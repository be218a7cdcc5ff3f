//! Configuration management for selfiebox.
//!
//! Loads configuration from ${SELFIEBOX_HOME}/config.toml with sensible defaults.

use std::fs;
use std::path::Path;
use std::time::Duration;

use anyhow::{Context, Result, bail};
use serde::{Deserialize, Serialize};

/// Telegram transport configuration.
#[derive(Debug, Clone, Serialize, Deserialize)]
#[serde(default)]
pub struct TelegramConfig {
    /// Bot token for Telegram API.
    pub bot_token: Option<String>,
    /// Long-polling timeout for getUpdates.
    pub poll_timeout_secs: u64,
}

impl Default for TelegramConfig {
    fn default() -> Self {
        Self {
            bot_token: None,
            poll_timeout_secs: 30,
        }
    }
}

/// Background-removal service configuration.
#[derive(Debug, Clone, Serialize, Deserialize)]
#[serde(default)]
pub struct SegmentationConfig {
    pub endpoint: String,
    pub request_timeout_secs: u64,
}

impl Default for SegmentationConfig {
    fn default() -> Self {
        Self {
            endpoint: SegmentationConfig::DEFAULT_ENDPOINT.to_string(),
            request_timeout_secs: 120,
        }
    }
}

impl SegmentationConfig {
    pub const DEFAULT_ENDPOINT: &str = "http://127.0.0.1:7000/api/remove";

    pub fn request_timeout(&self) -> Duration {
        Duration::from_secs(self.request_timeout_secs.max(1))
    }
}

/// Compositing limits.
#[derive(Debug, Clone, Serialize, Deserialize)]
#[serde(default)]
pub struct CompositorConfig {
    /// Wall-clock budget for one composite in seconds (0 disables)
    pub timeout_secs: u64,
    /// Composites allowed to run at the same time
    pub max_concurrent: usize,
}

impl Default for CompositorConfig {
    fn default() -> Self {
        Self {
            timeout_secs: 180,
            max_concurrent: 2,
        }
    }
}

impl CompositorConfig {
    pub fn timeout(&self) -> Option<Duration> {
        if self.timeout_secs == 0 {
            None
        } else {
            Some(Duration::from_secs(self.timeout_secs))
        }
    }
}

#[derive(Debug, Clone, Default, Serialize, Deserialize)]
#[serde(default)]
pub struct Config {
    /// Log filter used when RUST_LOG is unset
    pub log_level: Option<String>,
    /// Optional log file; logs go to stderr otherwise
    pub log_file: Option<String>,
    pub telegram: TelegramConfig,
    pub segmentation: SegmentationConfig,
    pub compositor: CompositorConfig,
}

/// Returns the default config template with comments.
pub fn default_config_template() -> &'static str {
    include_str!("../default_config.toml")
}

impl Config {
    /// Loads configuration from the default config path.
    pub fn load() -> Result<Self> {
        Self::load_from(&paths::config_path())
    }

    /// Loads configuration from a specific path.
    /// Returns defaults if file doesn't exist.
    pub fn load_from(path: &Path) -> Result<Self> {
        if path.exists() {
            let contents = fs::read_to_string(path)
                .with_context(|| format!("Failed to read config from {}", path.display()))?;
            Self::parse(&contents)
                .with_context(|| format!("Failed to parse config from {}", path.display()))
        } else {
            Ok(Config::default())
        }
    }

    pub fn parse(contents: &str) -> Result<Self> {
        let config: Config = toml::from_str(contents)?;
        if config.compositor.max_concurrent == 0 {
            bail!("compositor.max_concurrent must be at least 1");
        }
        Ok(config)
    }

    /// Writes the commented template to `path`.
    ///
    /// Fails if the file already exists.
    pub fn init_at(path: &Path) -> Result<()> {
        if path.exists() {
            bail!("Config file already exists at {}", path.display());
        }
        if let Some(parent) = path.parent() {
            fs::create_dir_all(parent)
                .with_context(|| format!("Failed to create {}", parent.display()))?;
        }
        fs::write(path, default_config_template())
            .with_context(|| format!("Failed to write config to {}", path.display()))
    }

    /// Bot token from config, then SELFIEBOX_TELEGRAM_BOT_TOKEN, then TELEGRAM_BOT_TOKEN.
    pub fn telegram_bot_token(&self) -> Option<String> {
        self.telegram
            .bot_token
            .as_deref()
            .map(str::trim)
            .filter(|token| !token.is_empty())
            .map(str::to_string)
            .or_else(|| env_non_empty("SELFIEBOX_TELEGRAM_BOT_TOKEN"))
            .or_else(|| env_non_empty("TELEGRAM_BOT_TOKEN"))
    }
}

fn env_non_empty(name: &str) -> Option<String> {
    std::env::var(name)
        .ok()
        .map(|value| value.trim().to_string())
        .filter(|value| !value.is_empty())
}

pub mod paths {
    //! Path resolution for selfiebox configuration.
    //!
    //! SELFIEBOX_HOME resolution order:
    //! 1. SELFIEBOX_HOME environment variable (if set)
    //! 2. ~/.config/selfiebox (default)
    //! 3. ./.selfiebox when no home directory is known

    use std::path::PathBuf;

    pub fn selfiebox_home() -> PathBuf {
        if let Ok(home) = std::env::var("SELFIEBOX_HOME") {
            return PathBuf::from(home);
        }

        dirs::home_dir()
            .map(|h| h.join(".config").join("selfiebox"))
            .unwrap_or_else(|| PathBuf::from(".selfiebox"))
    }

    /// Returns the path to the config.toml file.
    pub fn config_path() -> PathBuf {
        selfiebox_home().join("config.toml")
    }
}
==
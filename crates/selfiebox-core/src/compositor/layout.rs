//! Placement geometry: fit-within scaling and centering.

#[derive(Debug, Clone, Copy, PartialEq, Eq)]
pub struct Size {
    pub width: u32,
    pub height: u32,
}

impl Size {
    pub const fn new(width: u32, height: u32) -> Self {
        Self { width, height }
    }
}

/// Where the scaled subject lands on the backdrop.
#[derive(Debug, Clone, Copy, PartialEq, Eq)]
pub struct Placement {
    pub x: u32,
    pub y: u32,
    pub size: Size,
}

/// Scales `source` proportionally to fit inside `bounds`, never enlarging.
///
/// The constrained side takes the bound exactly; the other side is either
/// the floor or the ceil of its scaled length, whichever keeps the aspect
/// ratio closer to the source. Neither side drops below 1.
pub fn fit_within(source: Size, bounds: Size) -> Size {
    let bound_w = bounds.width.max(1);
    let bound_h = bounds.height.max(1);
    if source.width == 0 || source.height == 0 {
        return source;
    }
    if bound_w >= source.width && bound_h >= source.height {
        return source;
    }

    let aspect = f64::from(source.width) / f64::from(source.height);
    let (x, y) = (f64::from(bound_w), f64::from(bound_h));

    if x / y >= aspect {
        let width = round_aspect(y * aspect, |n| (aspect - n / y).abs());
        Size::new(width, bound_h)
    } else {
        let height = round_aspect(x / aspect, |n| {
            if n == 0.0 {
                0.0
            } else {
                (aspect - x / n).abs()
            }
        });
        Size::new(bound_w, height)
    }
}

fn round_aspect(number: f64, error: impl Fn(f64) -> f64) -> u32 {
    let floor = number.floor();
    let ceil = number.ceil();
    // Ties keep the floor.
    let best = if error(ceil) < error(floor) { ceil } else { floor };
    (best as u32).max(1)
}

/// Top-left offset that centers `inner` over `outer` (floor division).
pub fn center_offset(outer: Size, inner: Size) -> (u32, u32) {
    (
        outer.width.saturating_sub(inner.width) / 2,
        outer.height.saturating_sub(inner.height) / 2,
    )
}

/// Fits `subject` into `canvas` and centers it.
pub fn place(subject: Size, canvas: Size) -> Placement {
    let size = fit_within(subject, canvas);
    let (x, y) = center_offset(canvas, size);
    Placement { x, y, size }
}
--
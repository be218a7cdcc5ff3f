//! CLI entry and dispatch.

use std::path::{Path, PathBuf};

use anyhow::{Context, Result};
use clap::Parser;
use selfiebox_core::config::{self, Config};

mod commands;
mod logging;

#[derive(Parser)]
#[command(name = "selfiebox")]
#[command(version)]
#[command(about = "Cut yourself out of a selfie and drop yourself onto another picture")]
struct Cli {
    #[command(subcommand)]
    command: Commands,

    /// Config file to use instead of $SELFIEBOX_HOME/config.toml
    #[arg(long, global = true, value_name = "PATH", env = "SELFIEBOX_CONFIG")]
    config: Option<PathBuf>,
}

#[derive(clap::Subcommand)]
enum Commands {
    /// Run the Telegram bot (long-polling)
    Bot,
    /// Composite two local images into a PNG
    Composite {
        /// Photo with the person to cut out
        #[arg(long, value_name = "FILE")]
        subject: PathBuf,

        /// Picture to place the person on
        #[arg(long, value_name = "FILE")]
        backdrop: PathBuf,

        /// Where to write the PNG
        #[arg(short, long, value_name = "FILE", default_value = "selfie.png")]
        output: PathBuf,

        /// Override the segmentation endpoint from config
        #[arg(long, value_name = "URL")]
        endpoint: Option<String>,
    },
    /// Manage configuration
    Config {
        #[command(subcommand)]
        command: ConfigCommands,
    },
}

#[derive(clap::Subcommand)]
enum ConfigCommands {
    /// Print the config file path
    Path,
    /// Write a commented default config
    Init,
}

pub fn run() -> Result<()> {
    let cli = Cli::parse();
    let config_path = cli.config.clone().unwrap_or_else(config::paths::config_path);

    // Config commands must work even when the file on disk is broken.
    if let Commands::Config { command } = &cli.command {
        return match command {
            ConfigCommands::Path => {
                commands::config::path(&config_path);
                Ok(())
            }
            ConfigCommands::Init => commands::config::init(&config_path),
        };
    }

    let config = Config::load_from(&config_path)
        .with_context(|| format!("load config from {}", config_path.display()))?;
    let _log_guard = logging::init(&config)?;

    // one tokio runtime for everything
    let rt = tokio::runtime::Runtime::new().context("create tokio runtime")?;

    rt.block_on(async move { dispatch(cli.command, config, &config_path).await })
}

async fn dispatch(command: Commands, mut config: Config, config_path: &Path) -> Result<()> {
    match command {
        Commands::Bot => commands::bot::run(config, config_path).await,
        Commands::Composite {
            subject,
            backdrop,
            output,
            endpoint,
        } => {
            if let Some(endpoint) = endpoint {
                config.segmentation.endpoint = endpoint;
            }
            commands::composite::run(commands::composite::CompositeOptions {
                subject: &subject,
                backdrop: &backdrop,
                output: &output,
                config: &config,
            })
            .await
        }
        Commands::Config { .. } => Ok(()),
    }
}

**PROBLEM STATEMENT:**
Please reproduce, exactly as they appear above, the lines from the line containing "keeps the aspect" up to and including the line containing "if x / y >= aspect".

**EXERCISE OUTPUT:**
/// the floor or the ceil of its scaled length, whichever keeps the aspect
/// ratio closer to the source. Neither side drops below 1.
pub fn fit_within(source: Size, bounds: Size) -> Size {
    let bound_w = bounds.width.max(1);
    let bound_h = bounds.height.max(1);
    if source.width == 0 || source.height == 0 {
        return source;
    }
    if bound_w >= source.width && bound_h >= source.height {
        return source;
    }

    let aspect = f64::from(source.width) / f64::from(source.height);
    let (x, y) = (f64::from(bound_w), f64::from(bound_h));

    if x / y >= aspect {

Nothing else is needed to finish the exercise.